Fechei os olhos sem realmente ter pretensão de dormir, e quando os abri, já era manhã. Tinha tido um sono sem sonhos.
Ergui o corpo e alonguei os músculos, endurecidos pelo repouso no chão. Verifiquei Danda para ver que ela ainda repousava profundamente e aquilo me fez feliz por alguns segundos. Sem suor, sem febre, sem expressão de dor. Nesse ritmo ela ficaria bem mais rápido do que imaginei. Peguei carne seca em um cesto e saí mascando os pedaços enquanto buscava uma caixa com ferramentas que eu deixava em um baú no chão.
Perto de casa eu tinha uma oficina/serralheria onde fazia a maior parte dos trabalhos manuais. Tirando algumas coisas que restaram do naufrágio, o resto era produzido por mim a partir do que era encontrado na ilha. Eu tinha meus talentos.

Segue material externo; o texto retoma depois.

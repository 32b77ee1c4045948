//! Offline recalculation and snapshot restore.
//!
//! Both operate on the snapshots only and never touch an exchange adapter.

use crate::engine::{chart_update, FetchResult, SyncEngine};
use crate::messages;
use crate::snapshot::Snapshot;
use crate::state::TierState;
use rust_decimal::Decimal;
use sync_core::{
    error::{SnapshotError, SyncError, SyncResult, ValidationError},
    types::{Candle, CandleSeries, FetchRequest, SignalVariant, Symbol},
};
use tracing::{info, warn};

/// Accepted candle limit of a recalculation; values outside are clamped.
pub const RECALC_LIMIT_RANGE: (u32, u32) = (1, 1000);

/// Parameters of [`SyncEngine::recalculate`].
#[derive(Debug, Clone, PartialEq)]
pub struct RecalcRequest {
    pub exchange_id: String,
    pub symbol: String,
    pub limit: u32,
    /// Inclusive lower bound (Unix ms)
    pub start_time: Option<i64>,
    /// Inclusive upper bound (Unix ms)
    pub end_time: Option<i64>,
    pub trade_size: Decimal,
    pub fee_percent: Decimal,
    pub signal_variant: SignalVariant,
}

impl RecalcRequest {
    /// Parameters mirroring `request`, without a window.
    pub fn from_request(request: &FetchRequest) -> Self {
        Self {
            exchange_id: request.exchange_id.clone(),
            symbol: request.symbol.clone(),
            limit: request.limit,
            start_time: None,
            end_time: None,
            trade_size: request.trade_size,
            fee_percent: request.fee_percent,
            signal_variant: request.signal_variant,
        }
    }

    pub fn with_window(mut self, start_time: Option<i64>, end_time: Option<i64>) -> Self {
        self.start_time = start_time;
        self.end_time = end_time;
        self
    }

    pub fn with_limit(mut self, limit: u32) -> Self {
        self.limit = limit;
        self
    }

    pub fn with_signal_variant(mut self, variant: SignalVariant) -> Self {
        self.signal_variant = variant;
        self
    }

    fn validate(&self) -> Result<Symbol, ValidationError> {
        let symbol = Symbol::parse(&self.symbol)?;
        if self.trade_size <= Decimal::ZERO {
            return Err(ValidationError::NonPositiveTradeSize);
        }
        if self.fee_percent < Decimal::ZERO {
            return Err(ValidationError::NegativeFee);
        }
        if let (Some(start), Some(end)) = (self.start_time, self.end_time) {
            if start >= end {
                return Err(ValidationError::InvertedWindow { start, end });
            }
        }
        Ok(symbol)
    }

    fn clamped_limit(&self) -> usize {
        let (min, max) = RECALC_LIMIT_RANGE;
        self.limit.clamp(min, max) as usize
    }
}

#[derive(Debug, Clone, Copy)]
enum SnapshotKind {
    Initial,
    Recent,
}

impl SnapshotKind {
    fn label(self) -> &'static str {
        match self {
            SnapshotKind::Initial => "initial",
            SnapshotKind::Recent => "recent",
        }
    }
}

/// Candles inside `[start, end]`, keeping the newest `limit`. Either bound
/// may be absent.
fn filter_window(candles: Vec<Candle>, start: Option<i64>, end: Option<i64>, limit: usize) -> Vec<Candle> {
    let mut kept: Vec<Candle> = candles
        .into_iter()
        .filter(|c| start.map_or(true, |s| c.timestamp >= s) && end.map_or(true, |e| c.timestamp <= e))
        .collect();
    let excess = kept.len().saturating_sub(limit);
    kept.drain(..excess);
    kept
}

impl SyncEngine {
    /// Re-run the signal pipeline over a window of the initial snapshot.
    ///
    /// Allowed in backtest mode only. The result becomes the live working
    /// set and the recent snapshot.
    pub fn recalculate(&self, params: &RecalcRequest) -> SyncResult<FetchResult> {
        self.try_recalculate(params).map_err(|e| self.surface(e))
    }

    fn try_recalculate(&self, params: &RecalcRequest) -> SyncResult<FetchResult> {
        if !self.is_backtest() {
            return Err(ValidationError::NotAllowed(
                "Recalculation not allowed outside backtest mode".into(),
            )
            .into());
        }
        let symbol = params.validate()?;
        let initial = self.session.lock().snapshots.initial()?.clone();

        if !initial.request.exchange_id.eq_ignore_ascii_case(&params.exchange_id) {
            return Err(SnapshotError::ExchangeMismatch {
                current: params.exchange_id.clone(),
                stored: initial.request.exchange_id.clone(),
            }
            .into());
        }
        if initial.request.parsed_symbol().ok().as_ref() != Some(&symbol) {
            return Err(SnapshotError::SymbolMismatch {
                current: params.symbol.clone(),
                stored: initial.request.symbol.clone(),
            }
            .into());
        }

        let limit = params.clamped_limit();
        let base_candles = filter_window(initial.base.all(), params.start_time, params.end_time, limit);
        if base_candles.is_empty() {
            return Err(SnapshotError::EmptyWindow.into());
        }

        let htf_candles = initial.htf.as_ref().and_then(|h| {
            let kept = filter_window(
                h.all(),
                params.start_time,
                params.end_time,
                initial.request.htf_limit as usize,
            );
            if kept.is_empty() {
                warn!(htf = %h.granularity, "No HTF candles in the recalculation window");
                None
            } else {
                Some((h.granularity.clone(), kept))
            }
        });

        let mut request = initial.request.clone();
        request.trade_size = params.trade_size;
        request.fee_percent = params.fee_percent;
        request.signal_variant = params.signal_variant;
        request.start_time = params.start_time;
        request.end_time = params.end_time;

        let base = self.recalc_tier(&request.granularity, base_candles, params.signal_variant);
        let htf = htf_candles.map(|(label, candles)| self.recalc_tier(&label, candles, params.signal_variant));

        let status = messages::recalc_status(&request.symbol, &request.granularity, &request.exchange_id);
        {
            let mut session = self.session.lock();
            session.live.request = Some(request.clone());
            session.live.base = base.clone();
            session.live.htf = htf.clone();
            let taken_at = self.now_ms();
            session
                .snapshots
                .record_recent(Snapshot::new(request.clone(), base.clone(), htf.clone(), taken_at));
        }

        info!(candles = base.closed.len(), htf = htf.is_some(), "Recalculation completed");
        self.presenter().on_table_refresh(base.closed.as_slice());
        self.presenter().on_chart_update(&chart_update(&base, htf.as_ref(), false));
        self.presenter().on_status(&status, true);

        Ok(FetchResult {
            base,
            htf,
            status,
            notified: false,
        })
    }

    /// Every windowed candle is signal input; the marker sits on the last one.
    fn recalc_tier(&self, granularity: &str, candles: Vec<Candle>, variant: SignalVariant) -> TierState {
        let signal = self.pipeline().generate(variant, &candles);
        let marker = candles.len() as i64 - 1;
        TierState {
            granularity: granularity.to_string(),
            closed: CandleSeries::from_candles(candles, 0),
            in_progress: None,
            signal: Some(signal),
            marker,
        }
    }

    /// Replace the live working set with the initial snapshot.
    pub fn restore_initial(&self) -> SyncResult<()> {
        self.restore(SnapshotKind::Initial)
    }

    /// Replace the live working set with the recent snapshot.
    pub fn restore_recent(&self) -> SyncResult<()> {
        self.restore(SnapshotKind::Recent)
    }

    fn restore(&self, kind: SnapshotKind) -> SyncResult<()> {
        let snapshot = {
            let session = self.session.lock();
            match kind {
                SnapshotKind::Initial => session.snapshots.initial().cloned(),
                SnapshotKind::Recent => session.snapshots.recent().cloned(),
            }
        };
        let snapshot = snapshot.map_err(|e| self.surface(SyncError::from(e)))?;

        let base = self.reanalyze(snapshot.base, &snapshot.request);
        let htf = snapshot.htf.map(|h| self.reanalyze(h, &snapshot.request));
        let status = messages::restored_status(kind.label(), &snapshot.request.symbol, &snapshot.request.granularity);
        {
            let mut session = self.session.lock();
            session.live.request = Some(snapshot.request);
            session.live.base = base.clone();
            session.live.htf = htf.clone();
        }

        info!(kind = kind.label(), candles = base.closed.len(), "Snapshot restored");
        self.presenter().on_table_refresh(base.closed.as_slice());
        self.presenter().on_chart_update(&chart_update(&base, htf.as_ref(), false));
        self.presenter().on_status(&status, true);
        Ok(())
    }
}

Comecei a medir e cortar algumas tábuas, dando o máximo de mim e de minha força física. Poucas horas depois, quando parei para verificar os animais e aguar a horta, meu projeto já estava pela metade. E eu, exausto.
Voltei para casa antes de começar a cozinhar e peguei uma pequena bolsa de palha que eu deixava guardada. Passei por Danda que já estava acordada e lia o livro que eu tinha fornecido para ela. A jovem nada disse, mas não tinha problema. Naquele momento sua respiração era mais importante que sua voz. Pendurei a alça da bolsa de palha na cabeceira da cama. Eu tinha enchido o acessório com carne seca.
Busquei água e tecido limpo para dar banho em Danda.
— Bom dia. — Cumprimentei quando retornei, sem esperar por uma resposta. Meu cumprimento era uma mera expressão para indicar que estava tudo bem entre nós, pelo menos pela minha escolha.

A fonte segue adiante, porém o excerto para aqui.